I was just going to - it was just building on what you said about the Capital Markets Day. We will have more experience Dave of the work we're doing and the improving value and how customers are reacting. And the key thing will be the switching between the sort of entry price point in the mid tier and the impact and premium. We are very pleased in the first quarter that we've grown the premium, while investing and seeing improvements in the entry price. But, clearly, we've seen other players in the market place where you over index in the entry price point, and you lose in the premium and interest, it has a quite an impact on your margin mix. So we'll have more experience and be able to discuss that in more detail come September.

Operator

The next question comes from Sreedhar Mahamkali of Macquarie. Please go ahead.

SreedharMahamkali

Yes. Good morning. I've just got one question, actually. Most of the questions have been asked already. I think at the prelims, Mike, I mean you're very confident of securing improvements in COGS to fund your price investment and probably particularly entry point price investment. Has that actually been playing out as you expected? So that should really take care of your price investment plan for this year in the sort of pay-to-play you were talking about?

MikeCoupe

Yes. There clearly number of moving parts improving volumes help. We'd always seek to negotiate with our suppliers and look for supply chain efficiencies. And of course that the self-help of reducing costs within our business overall. And those are all things that we are doing as part of this program. Clearly, we will have better line of sight by the time we get to the Capital Markets Day in September. So I will defer answering more fulsomely your question.
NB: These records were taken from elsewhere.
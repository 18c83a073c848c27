//! Structural laws every built graph obeys, checked over generated documents.

// Integration test crate only links a subset of the lib deps.
#![allow(unused_crate_dependencies)]

use std::collections::{HashMap, HashSet};

use json_graph::json_graph::{
	BuildLimits, Graph, GraphBuilder, JsonValue, NodeCategory, SequentialIds, UuidIds, classify,
};
use proptest::prelude::*;
use serde_json::Number;

fn arb_scalar() -> impl Strategy<Value = JsonValue> {
	prop_oneof![
		Just(JsonValue::Null),
		any::<bool>().prop_map(JsonValue::Boolean),
		any::<i64>().prop_map(|n| JsonValue::Number(Number::from(n))),
		(-1.0e9f64..1.0e9)
			.prop_filter_map("finite", Number::from_f64)
			.prop_map(JsonValue::Number),
		".{0,40}".prop_map(JsonValue::String),
	]
}

fn arb_json() -> impl Strategy<Value = JsonValue> {
	arb_scalar().prop_recursive(6, 128, 8, |inner| {
		prop_oneof![
			prop::collection::vec(inner.clone(), 0..8).prop_map(JsonValue::Array),
			// Keys drawn from a small alphabet so duplicates and embedded
			// newlines show up.
			prop::collection::vec(("[a-d\n]{0,3}", inner), 0..8).prop_map(JsonValue::Object),
		]
	})
}

fn build(value: &JsonValue) -> Graph {
	GraphBuilder::new(BuildLimits::unbounded())
		.build(value, &mut SequentialIds::new())
		.expect("unbounded build never fails")
}

/// Relabel ids by position so graphs built with different generators compare.
fn canonical(graph: &Graph) -> Vec<(Option<usize>, String, NodeCategory)> {
	let index: HashMap<&str, usize> = graph
		.nodes
		.iter()
		.enumerate()
		.map(|(i, n)| (n.id.as_str(), i))
		.collect();
	let parents: HashMap<&str, usize> = graph
		.edges
		.iter()
		.map(|e| (e.to.as_str(), index[e.from.as_str()]))
		.collect();
	graph
		.nodes
		.iter()
		.map(|n| (parents.get(n.id.as_str()).copied(), n.label.clone(), n.category))
		.collect()
}

proptest! {
	#[test]
	fn one_node_per_value(doc in arb_json()) {
		let graph = build(&doc);
		prop_assert_eq!(graph.node_count(), doc.count_values());
	}

	#[test]
	fn edges_are_nodes_minus_one(doc in arb_json()) {
		let graph = build(&doc);
		prop_assert_eq!(graph.edge_count(), graph.node_count() - 1);
	}

	#[test]
	fn graph_is_a_tree_rooted_at_first_node(doc in arb_json()) {
		let graph = build(&doc);
		let ids: HashSet<&str> = graph.nodes.iter().map(|n| n.id.as_str()).collect();
		prop_assert_eq!(ids.len(), graph.node_count(), "ids must be unique");

		let mut incoming: HashMap<&str, usize> = HashMap::new();
		for edge in &graph.edges {
			prop_assert!(ids.contains(edge.from.as_str()));
			prop_assert!(ids.contains(edge.to.as_str()));
			*incoming.entry(edge.to.as_str()).or_default() += 1;
		}

		let root = &graph.nodes[0];
		prop_assert!(!incoming.contains_key(root.id.as_str()));
		for node in &graph.nodes[1..] {
			prop_assert_eq!(incoming.get(node.id.as_str()).copied(), Some(1));
		}
	}

	#[test]
	fn root_matches_document(doc in arb_json()) {
		let graph = build(&doc);
		let root = graph.root().expect("graph has a root");
		prop_assert_eq!(root.key.as_str(), "");
		prop_assert_eq!(root.category, classify(&doc));
		prop_assert_eq!(&root.color, root.category.color());
	}

	#[test]
	fn children_follow_document_order(doc in arb_json()) {
		let graph = build(&doc);
		let root = graph.root().expect("graph has a root");
		let keys: Vec<String> = graph.children(&root.id).map(|n| n.key.clone()).collect();
		let expected: Vec<String> = match &doc {
			JsonValue::Object(entries) => entries.iter().map(|(k, _)| k.clone()).collect(),
			JsonValue::Array(items) => (0..items.len()).map(|i| format!("[{i}]")).collect(),
			_ => Vec::new(),
		};
		prop_assert_eq!(keys, expected);
	}

	#[test]
	fn label_is_key_then_summary(doc in arb_json()) {
		let graph = build(&doc);
		for node in &graph.nodes {
			prop_assert_eq!(&node.label, &format!("{}\n{}", node.key, node.summary()));
		}
	}

	#[test]
	fn sequential_ids_are_deterministic(doc in arb_json()) {
		prop_assert_eq!(build(&doc), build(&doc));
	}

	#[test]
	fn random_ids_give_isomorphic_graphs(doc in arb_json()) {
		let seeded = build(&doc);
		let random = GraphBuilder::new(BuildLimits::unbounded())
			.build(&doc, &mut UuidIds)
			.expect("unbounded build never fails");
		prop_assert_eq!(canonical(&seeded), canonical(&random));
	}

	#[test]
	fn node_limit_is_exact(doc in arb_json()) {
		let count = doc.count_values();
		let at_limit = BuildLimits { max_nodes: Some(count), max_depth: None };
		prop_assert!(GraphBuilder::new(at_limit).build(&doc, &mut SequentialIds::new()).is_ok());
		if count > 1 {
			let below = BuildLimits { max_nodes: Some(count - 1), max_depth: None };
			prop_assert!(GraphBuilder::new(below).build(&doc, &mut SequentialIds::new()).is_err());
		}
	}
}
But by then we'll have a much better understanding of the interaction and recovery of costs et cetera, et cetera. So we could answer better when we get to September given that we're only have few months into the program that we outlined at our prelims.

I think that's it. So we've got no other people on the line. So thank you very much for listening. And if I don't see you at all, have a lovely summer. Thank you very much. Bye-bye.

End of Q&A

Operator

Thank you, Mike. That concludes conference call for today. You may all now disconnect. Thank you for joining and enjoy the rest of your day.